Originally Posted by
TTail
Now that the MCAS is being classified as a subsystem of the STS wouldn't the below paragraph - possibly without the EFS module part - read like something you'd find in a Boeing MAX AFM if the intent were to give a brief non-technical description of MCAS?
"As airspeed decreases towards stall speed, the speed trim system trims the stabilzer nose down and enables trim above stickshaker AOA. With this trim schedule the pilot must pull more aft column to stall the airplane. With the column aft, the amount of column force increase with the onset of EFS module is more pronounced."

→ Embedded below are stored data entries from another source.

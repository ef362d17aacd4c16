use async_trait::async_trait;
use chrono::{DateTime, Utc};
use sqlx::{FromRow, PgPool};
use tracing::debug;
use uuid::Uuid;

use crate::models::{
    Document, DocumentKind, Evaluation, EvaluationResult, EvaluationStatus, NewDocument,
    NewEvaluation,
};
use crate::store::{DocumentStore, JobStore, StoreError};

// ────────────────────────────────────────────────────────────────────────────
// Rows
// ────────────────────────────────────────────────────────────────────────────

#[derive(Debug, Clone, FromRow)]
struct EvaluationRow {
    id: Uuid,
    job_title: String,
    cv_document_id: Uuid,
    project_document_id: Uuid,
    status: String,
    cv_match_rate: Option<f64>,
    cv_feedback: Option<String>,
    project_score: Option<f64>,
    project_feedback: Option<String>,
    overall_summary: Option<String>,
    error_message: Option<String>,
    created_at: DateTime<Utc>,
    updated_at: DateTime<Utc>,
}

impl TryFrom<EvaluationRow> for Evaluation {
    type Error = StoreError;

    fn try_from(row: EvaluationRow) -> Result<Self, Self::Error> {
        let status: EvaluationStatus = row.status.parse().map_err(StoreError::InvalidRow)?;

        // The result only exists on completed rows, and then all of it must be there.
        let result = if status == EvaluationStatus::Completed {
            match (
                row.cv_match_rate,
                row.cv_feedback,
                row.project_score,
                row.project_feedback,
                row.overall_summary,
            ) {
                (
                    Some(cv_match_rate),
                    Some(cv_feedback),
                    Some(project_score),
                    Some(project_feedback),
                    Some(overall_summary),
                ) => Some(EvaluationResult {
                    cv_match_rate,
                    cv_feedback,
                    project_score,
                    project_feedback,
                    overall_summary,
                }),
                _ => {
                    return Err(StoreError::InvalidRow(format!(
                        "completed evaluation {} is missing result fields",
                        row.id
                    )))
                }
            }
        } else {
            None
        };

        let error_message = if status == EvaluationStatus::Failed {
            row.error_message
        } else {
            None
        };

        Ok(Evaluation {
            id: row.id,
            job_title: row.job_title,
            cv_document_id: row.cv_document_id,
            project_document_id: row.project_document_id,
            status,
            result,
            error_message,
            created_at: row.created_at,
            updated_at: row.updated_at,
        })
    }
}

#[derive(Debug, Clone, FromRow)]
struct DocumentRow {
    id: Uuid,
    filename: String,
    original_filename: String,
    file_type: String,
    file_path: String,
    created_at: DateTime<Utc>,
}

impl TryFrom<DocumentRow> for Document {
    type Error = StoreError;

    fn try_from(row: DocumentRow) -> Result<Self, Self::Error> {
        let kind: DocumentKind = row.file_type.parse().map_err(StoreError::InvalidRow)?;
        Ok(Document {
            id: row.id,
            filename: row.filename,
            original_filename: row.original_filename,
            kind,
            file_path: row.file_path,
            created_at: row.created_at,
        })
    }
}

// ────────────────────────────────────────────────────────────────────────────
// Job store
// ────────────────────────────────────────────────────────────────────────────

#[derive(Clone)]
pub struct PgJobStore {
    pool: PgPool,
}

impl PgJobStore {
    pub fn new(pool: PgPool) -> Self {
        Self { pool }
    }

    async fn current_status(&self, id: Uuid) -> Result<Option<EvaluationStatus>, StoreError> {
        let status: Option<String> =
            sqlx::query_scalar("SELECT status FROM evaluations WHERE id = $1")
                .bind(id)
                .fetch_optional(&self.pool)
                .await?;

        status
            .map(|s| s.parse().map_err(StoreError::InvalidRow))
            .transpose()
    }

    /// Turns a zero-row guarded update into the matching error.
    async fn rejected_transition(
        &self,
        id: Uuid,
        expected: EvaluationStatus,
    ) -> Result<(), StoreError> {
        match self.current_status(id).await? {
            None => Err(StoreError::evaluation_not_found(id)),
            Some(actual) => Err(StoreError::InvalidTransition {
                id,
                expected,
                actual,
            }),
        }
    }
}

#[async_trait]
impl JobStore for PgJobStore {
    async fn create(&self, new: NewEvaluation) -> Result<Evaluation, StoreError> {
        let job = Evaluation::queued(new);
        let row = sqlx::query_as::<_, EvaluationRow>(
            r#"
            INSERT INTO evaluations
                (id, job_title, cv_document_id, project_document_id, status, created_at, updated_at)
            VALUES ($1, $2, $3, $4, $5, $6, $7)
            RETURNING *
            "#,
        )
        .bind(job.id)
        .bind(&job.job_title)
        .bind(job.cv_document_id)
        .bind(job.project_document_id)
        .bind(job.status.as_str())
        .bind(job.created_at)
        .bind(job.updated_at)
        .fetch_one(&self.pool)
        .await?;

        row.try_into()
    }

    async fn find_by_id(&self, id: Uuid) -> Result<Evaluation, StoreError> {
        sqlx::query_as::<_, EvaluationRow>("SELECT * FROM evaluations WHERE id = $1")
            .bind(id)
            .fetch_optional(&self.pool)
            .await?
            .ok_or_else(|| StoreError::evaluation_not_found(id))?
            .try_into()
    }

    async fn update_status(
        &self,
        id: Uuid,
        from: EvaluationStatus,
        to: EvaluationStatus,
    ) -> Result<bool, StoreError> {
        let updated = sqlx::query(
            "UPDATE evaluations SET status = $3, updated_at = now() WHERE id = $1 AND status = $2",
        )
        .bind(id)
        .bind(from.as_str())
        .bind(to.as_str())
        .execute(&self.pool)
        .await?
        .rows_affected();

        if updated == 1 {
            return Ok(true);
        }

        match self.current_status(id).await? {
            None => Err(StoreError::evaluation_not_found(id)),
            Some(actual) => {
                debug!(job_id = %id, %actual, expected = %from, "status transition skipped");
                Ok(false)
            }
        }
    }

    async fn update_result(&self, id: Uuid, result: &EvaluationResult) -> Result<(), StoreError> {
        let updated = sqlx::query(
            r#"
            UPDATE evaluations
            SET status = 'completed',
                cv_match_rate = $2,
                cv_feedback = $3,
                project_score = $4,
                project_feedback = $5,
                overall_summary = $6,
                error_message = NULL,
                updated_at = now()
            WHERE id = $1 AND status = 'processing'
            "#,
        )
        .bind(id)
        .bind(result.cv_match_rate)
        .bind(&result.cv_feedback)
        .bind(result.project_score)
        .bind(&result.project_feedback)
        .bind(&result.overall_summary)
        .execute(&self.pool)
        .await?
        .rows_affected();

        if updated == 1 {
            Ok(())
        } else {
            self.rejected_transition(id, EvaluationStatus::Processing)
                .await
        }
    }

    async fn update_error(&self, id: Uuid, message: &str) -> Result<(), StoreError> {
        let updated = sqlx::query(
            r#"
            UPDATE evaluations
            SET status = 'failed',
                cv_match_rate = NULL,
                cv_feedback = NULL,
                project_score = NULL,
                project_feedback = NULL,
                overall_summary = NULL,
                error_message = $2,
                updated_at = now()
            WHERE id = $1 AND status = 'processing'
            "#,
        )
        .bind(id)
        .bind(message)
        .execute(&self.pool)
        .await?
        .rows_affected();

        if updated == 1 {
            Ok(())
        } else {
            self.rejected_transition(id, EvaluationStatus::Processing)
                .await
        }
    }

    async fn find_pending_jobs(&self, limit: i64) -> Result<Vec<Evaluation>, StoreError> {
        sqlx::query_as::<_, EvaluationRow>(
            r#"
            SELECT * FROM evaluations
            WHERE status = 'queued'
            ORDER BY created_at ASC, id ASC
            LIMIT $1
            "#,
        )
        .bind(limit.max(0))
        .fetch_all(&self.pool)
        .await?
        .into_iter()
        .map(Evaluation::try_from)
        .collect()
    }

    async fn requeue_interrupted(&self) -> Result<u64, StoreError> {
        let requeued = sqlx::query(
            "UPDATE evaluations SET status = 'queued', updated_at = now() WHERE status = 'processing'",
        )
        .execute(&self.pool)
        .await?
        .rows_affected();

        Ok(requeued)
    }
}

// ────────────────────────────────────────────────────────────────────────────
// Document store
// ────────────────────────────────────────────────────────────────────────────

#[derive(Clone)]
pub struct PgDocumentStore {
    pool: PgPool,
}

impl PgDocumentStore {
    pub fn new(pool: PgPool) -> Self {
        Self { pool }
    }
}

#[async_trait]
impl DocumentStore for PgDocumentStore {
    async fn create(&self, new: NewDocument) -> Result<Document, StoreError> {
        let document = Document::new(new);
        let row = sqlx::query_as::<_, DocumentRow>(
            r#"
            INSERT INTO documents (id, filename, original_filename, file_type, file_path, created_at)
            VALUES ($1, $2, $3, $4, $5, $6)
            RETURNING *
            "#,
        )
        .bind(document.id)
        .bind(&document.filename)
        .bind(&document.original_filename)
        .bind(document.kind.as_str())
        .bind(&document.file_path)
        .bind(document.created_at)
        .fetch_one(&self.pool)
        .await?;

        row.try_into()
    }

    async fn find_by_id(&self, id: Uuid) -> Result<Document, StoreError> {
        sqlx::query_as::<_, DocumentRow>("SELECT * FROM documents WHERE id = $1")
            .bind(id)
            .fetch_optional(&self.pool)
            .await?
            .ok_or_else(|| StoreError::document_not_found(id))?
            .try_into()
    }
}

#[cfg(test)]
mod tests {
    use super::*;

    fn row(status: &str) -> EvaluationRow {
        let now = Utc::now();
        EvaluationRow {
            id: Uuid::new_v4(),
            job_title: "Backend Engineer".to_string(),
            cv_document_id: Uuid::new_v4(),
            project_document_id: Uuid::new_v4(),
            status: status.to_string(),
            cv_match_rate: None,
            cv_feedback: None,
            project_score: None,
            project_feedback: None,
            overall_summary: None,
            error_message: None,
            created_at: now,
            updated_at: now,
        }
    }

    #[test]
    fn test_completed_row_carries_result() {
        let mut r = row("completed");
        r.cv_match_rate = Some(0.7);
        r.cv_feedback = Some("Good".to_string());
        r.project_score = Some(3.5);
        r.project_feedback = Some("Fine".to_string());
        r.overall_summary = Some("Hire".to_string());

        let job = Evaluation::try_from(r).unwrap();
        assert_eq!(job.status, EvaluationStatus::Completed);
        assert_eq!(job.result.unwrap().project_score, 3.5);
    }

    #[test]
    fn test_completed_row_missing_fields_is_invalid() {
        let mut r = row("completed");
        r.cv_match_rate = Some(0.7);
        assert!(matches!(
            Evaluation::try_from(r),
            Err(StoreError::InvalidRow(_))
        ));
    }

    #[test]
    fn test_non_completed_row_hides_stale_result_columns() {
        let mut r = row("processing");
        r.cv_match_rate = Some(0.7);
        r.error_message = Some("old".to_string());
        let job = Evaluation::try_from(r).unwrap();
        assert!(job.result.is_none());
        assert!(job.error_message.is_none());
    }

    #[test]
    fn test_failed_row_keeps_error_message() {
        let mut r = row("failed");
        r.error_message = Some("Evaluate CV: boom".to_string());
        let job = Evaluation::try_from(r).unwrap();
        assert_eq!(job.error_message.as_deref(), Some("Evaluate CV: boom"));
    }

    #[test]
    fn test_unknown_status_is_invalid_row() {
        assert!(matches!(
            Evaluation::try_from(row("paused")),
            Err(StoreError::InvalidRow(_))
        ));
    }

    #[test]
    fn test_document_row_parses_kind() {
        let doc = Document::try_from(DocumentRow {
            id: Uuid::new_v4(),
            filename: "cv_x.pdf".to_string(),
            original_filename: "me.pdf".to_string(),
            file_type: "cv".to_string(),
            file_path: "uploads/cv_x.pdf".to_string(),
            created_at: Utc::now(),
        })
        .unwrap();
        assert_eq!(doc.kind, DocumentKind::Cv);
    }
}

No, because STS is triggered by
change in airspeed (in either direction), and MCAS is triggered by
angle of attack, and only by high, not by low values. So although they sit in the same box, and one may even be considered a subsystem of the other, their functions and activation criteria are fundamentally different.
STS doesn't even have anything to do with stall, or stick forces, but is about speed stability. Only the first sentence of the paragraph you quoted is about the STS, the rest is about the Elevator Feel Shift module.

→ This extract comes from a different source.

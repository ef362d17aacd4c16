pub mod document;
pub mod evaluation;

pub use document::{Document, DocumentKind, NewDocument, ReferenceCategory};
pub use evaluation::{Evaluation, EvaluationResult, EvaluationStatus, NewEvaluation};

The speed trim system (STS) is a speed stability augmentation system designed to improve flight characteristics [...]. The purpose of the STS is to return the airplane to a trimmed speed by commanding the stabilizer in a direction opposite the speed change.
And if someone didn't catch it the first time, it repeast a few lines later:
As the airplane speed increases or decreases [...], the stabilizer is commanded in the direction to return the airplane to the trimmed speed.
Nothing about stall at all. That it is also active close to a stall is mostly a side-effect of the speed stability augmentation.